#[cfg(test)]
mod tests {
    use super::*;
    use crate::identity::RefreshedToken;
    use async_trait::async_trait;
    use std::sync::atomic::{AtomicU32, Ordering};
    use std::sync::Mutex as StdMutex;
    use store::InMemoryStore;

    struct FakeIdentity {
        calls: AtomicU32,
        responses: StdMutex<Vec<Result<RefreshedToken, IdentityError>>>,
    }

    #[async_trait]
    impl IdentityClient for FakeIdentity {
        async fn refresh(
            &self,
            _token_endpoint: &str,
            _client_id: &str,
            _client_secret: &str,
            _refresh_token: &str,
        ) -> Result<RefreshedToken, IdentityError> {
            self.calls.fetch_add(1, Ordering::SeqCst);
            let mut responses = self.responses.lock().unwrap();
            if responses.is_empty() {
                Ok(RefreshedToken {
                    access_token: "access-default".to_string(),
                    refresh_token: "refresh-default".to_string(),
                    expires_in: 3600,
                    scope: None,
                })
            } else {
                responses.remove(0)
            }
        }
    }

    fn region_endpoints() -> HashMap<String, String> {
        let mut m = HashMap::new();
        m.insert("us-east".to_string(), "https://idp.example.com/token".to_string());
        m
    }

    async fn harness(
        responses: Vec<Result<RefreshedToken, IdentityError>>,
    ) -> (TokenManager, Arc<dyn Store>, TenantId, Arc<FakeIdentity>) {
        let store: Arc<dyn Store> = Arc::new(InMemoryStore::new());
        let crypto = Arc::new(crypto::EncryptionService::new([7u8; 32]));

        let mut regions = HashMap::new();
        regions.insert(
            "us-east".to_string(),
            url::Url::parse("https://acme.example.com").unwrap(),
        );
        let registry = Arc::new(tenant::Registry::new(
            store.clone(),
            crypto.clone(),
            std::time::Duration::from_secs(300),
            regions,
        ));

        let tenant = registry
            .register(tenant::RegisterRequest {
                name: "Acme".to_string(),
                region: "us-east".to_string(),
                tier: store::RateTier::Standard,
                metadata: HashMap::new(),
                client_id: "client-1".to_string(),
                client_secret: "secret-1".to_string(),
                refresh_token: "refresh-1".to_string(),
                scopes: vec!["itsm.incidents.READ".to_string()],
                instance_url: "https://acme.example.com/api".to_string(),
            })
            .await
            .unwrap();

        let identity = Arc::new(FakeIdentity { calls: AtomicU32::new(0), responses: StdMutex::new(responses) });
        let refresh_gate = Arc::new(RefreshCoordinator::new(ratelimit::RefreshWindowConfig::default(), None));

        let config = ManagerConfig {
            safety_margin: DEFAULT_SAFETY_MARGIN,
            retry_policy: retry::Policy {
                strategy: retry::Strategy::Constant,
                initial_delay: std::time::Duration::from_millis(1),
                max_delay: std::time::Duration::from_millis(5),
                factor: 1.0,
                max_attempts: 3,
                jitter: false,
            },
            breaker_config: breaker::Config::default(),
            region_endpoints: region_endpoints(),
            instance_id: "test-instance".to_string(),
        };

        let manager = TokenManager::new(
            store.clone(),
            crypto,
            registry,
            identity.clone(),
            refresh_gate,
            config,
        );

        (manager, store, tenant.id, identity)
    }

    #[tokio::test]
    async fn access_token_refreshes_when_nothing_cached() {
        let (manager, _store, tenant_id, identity) = harness(vec![]).await;
        let ctx = TenantContext::new(
            tenant_id,
            "Acme",
            "us-east",
            "https://acme.example.com/api",
            vec!["itsm.incidents.READ".to_string()],
            store::RateTier::Standard,
        );

        let token = manager.access_token(&ctx).await.unwrap();
        assert_eq!(token, "access-default");
        assert_eq!(identity.calls.load(Ordering::SeqCst), 1);
    }

    #[tokio::test]
    async fn access_token_returns_cached_value_without_refreshing_again() {
        let (manager, _store, tenant_id, identity) = harness(vec![]).await;
        let ctx = TenantContext::new(
            tenant_id,
            "Acme",
            "us-east",
            "https://acme.example.com/api",
            vec!["itsm.incidents.READ".to_string()],
            store::RateTier::Standard,
        );

        manager.access_token(&ctx).await.unwrap();
        manager.access_token(&ctx).await.unwrap();
        assert_eq!(identity.calls.load(Ordering::SeqCst), 1);
    }

    #[tokio::test]
    async fn concurrent_callers_single_flight_into_one_refresh() {
        let (manager, _store, tenant_id, identity) = harness(vec![]).await;
        let ctx = TenantContext::new(
            tenant_id,
            "Acme",
            "us-east",
            "https://acme.example.com/api",
            vec!["itsm.incidents.READ".to_string()],
            store::RateTier::Standard,
        );

        let mut handles = Vec::new();
        for _ in 0..8 {
            let manager = manager.clone();
            let ctx = ctx.clone();
            handles.push(tokio::spawn(async move { manager.access_token(&ctx).await }));
        }
        for h in handles {
            h.await.unwrap().unwrap();
        }

        assert_eq!(identity.calls.load(Ordering::SeqCst), 1);
    }

    #[tokio::test]
    async fn permanent_failure_suspends_tenant() {
        let (manager, store, tenant_id, _identity) = harness(vec![Err(IdentityError::ProviderCode(
            "invalid_grant".to_string(),
        ))])
        .await;
        let ctx = TenantContext::new(
            tenant_id,
            "Acme",
            "us-east",
            "https://acme.example.com/api",
            vec!["itsm.incidents.READ".to_string()],
            store::RateTier::Standard,
        );

        let err = manager.access_token(&ctx).await.unwrap_err();
        assert!(matches!(err, Error::Permanent { .. }));

        let tenant = store.find_tenant_by_id(tenant_id).await.unwrap().unwrap();
        assert_eq!(tenant.status, TenantStatus::Suspended);
    }

    #[tokio::test]
    async fn rate_limited_refresh_does_not_call_identity_provider() {
        let (manager, _store, tenant_id, identity) = harness(vec![]).await;
        let ctx = TenantContext::new(
            tenant_id,
            "Acme",
            "us-east",
            "https://acme.example.com/api",
            vec!["itsm.incidents.READ".to_string()],
            store::RateTier::Standard,
        );

        manager.access_token(&ctx).await.unwrap();
        manager.inner.refresh_gate.record_attempt(tenant_id).await;
        manager
            .inner
            .store
            .upsert_stored_token(StoredToken {
                tenant_id,
                access_enc: "stale".to_string(),
                refresh_enc: "stale".to_string(),
                expires_at: time::OffsetDateTime::now_utc() - time::Duration::seconds(10),
                scopes: vec![],
                last_refreshed: time::OffsetDateTime::now_utc(),
                refresh_count: 0,
            })
            .await
            .unwrap();

        let calls_before = identity.calls.load(Ordering::SeqCst);
        let err = manager.access_token(&ctx).await.unwrap_err();
        assert!(matches!(err, Error::RateLimited { .. }));
        assert_eq!(identity.calls.load(Ordering::SeqCst), calls_before);
    }

    #[tokio::test]
    async fn repeated_refresh_failures_trip_the_breaker_and_the_next_call_skips_upstream() {
        // harness() wires a retry policy with max_attempts: 3, so each
        // force_refresh call below consumes 3 failures before the breaker
        // records the single on_failure() for that call.
        let failure = || Err(IdentityError::Http { status: 500, body: "boom".to_string() });
        let responses = vec![failure(), failure(), failure(), failure(), failure(), failure()];
        let (manager, _store, tenant_id, identity) = harness(responses).await;
        manager.inner.breakers.write().await.entry(tenant_id).or_insert_with(|| {
            Arc::new(CircuitBreaker::new(breaker::Config { failure_threshold: 2, ..Default::default() }))
        });
        let ctx = TenantContext::new(
            tenant_id,
            "Acme",
            "us-east",
            "https://acme.example.com/api",
            vec!["itsm.incidents.READ".to_string()],
            store::RateTier::Standard,
        );

        for _ in 0..2 {
            let err = manager.force_refresh(&ctx).await.unwrap_err();
            assert!(matches!(err, Error::Transient { .. }));
        }

        let calls_before = identity.calls.load(Ordering::SeqCst);
        let err = manager.force_refresh(&ctx).await.unwrap_err();
        assert!(matches!(err, Error::CircuitOpen(_)));
        assert_eq!(identity.calls.load(Ordering::SeqCst), calls_before);
    }
}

*Task to complete*. Provide every line from the material that contains the word "status".

*Written solution*.
        assert_eq!(tenant.status, TenantStatus::Suspended);
        let failure = || Err(IdentityError::Http { status: 500, body: "boom".to_string() });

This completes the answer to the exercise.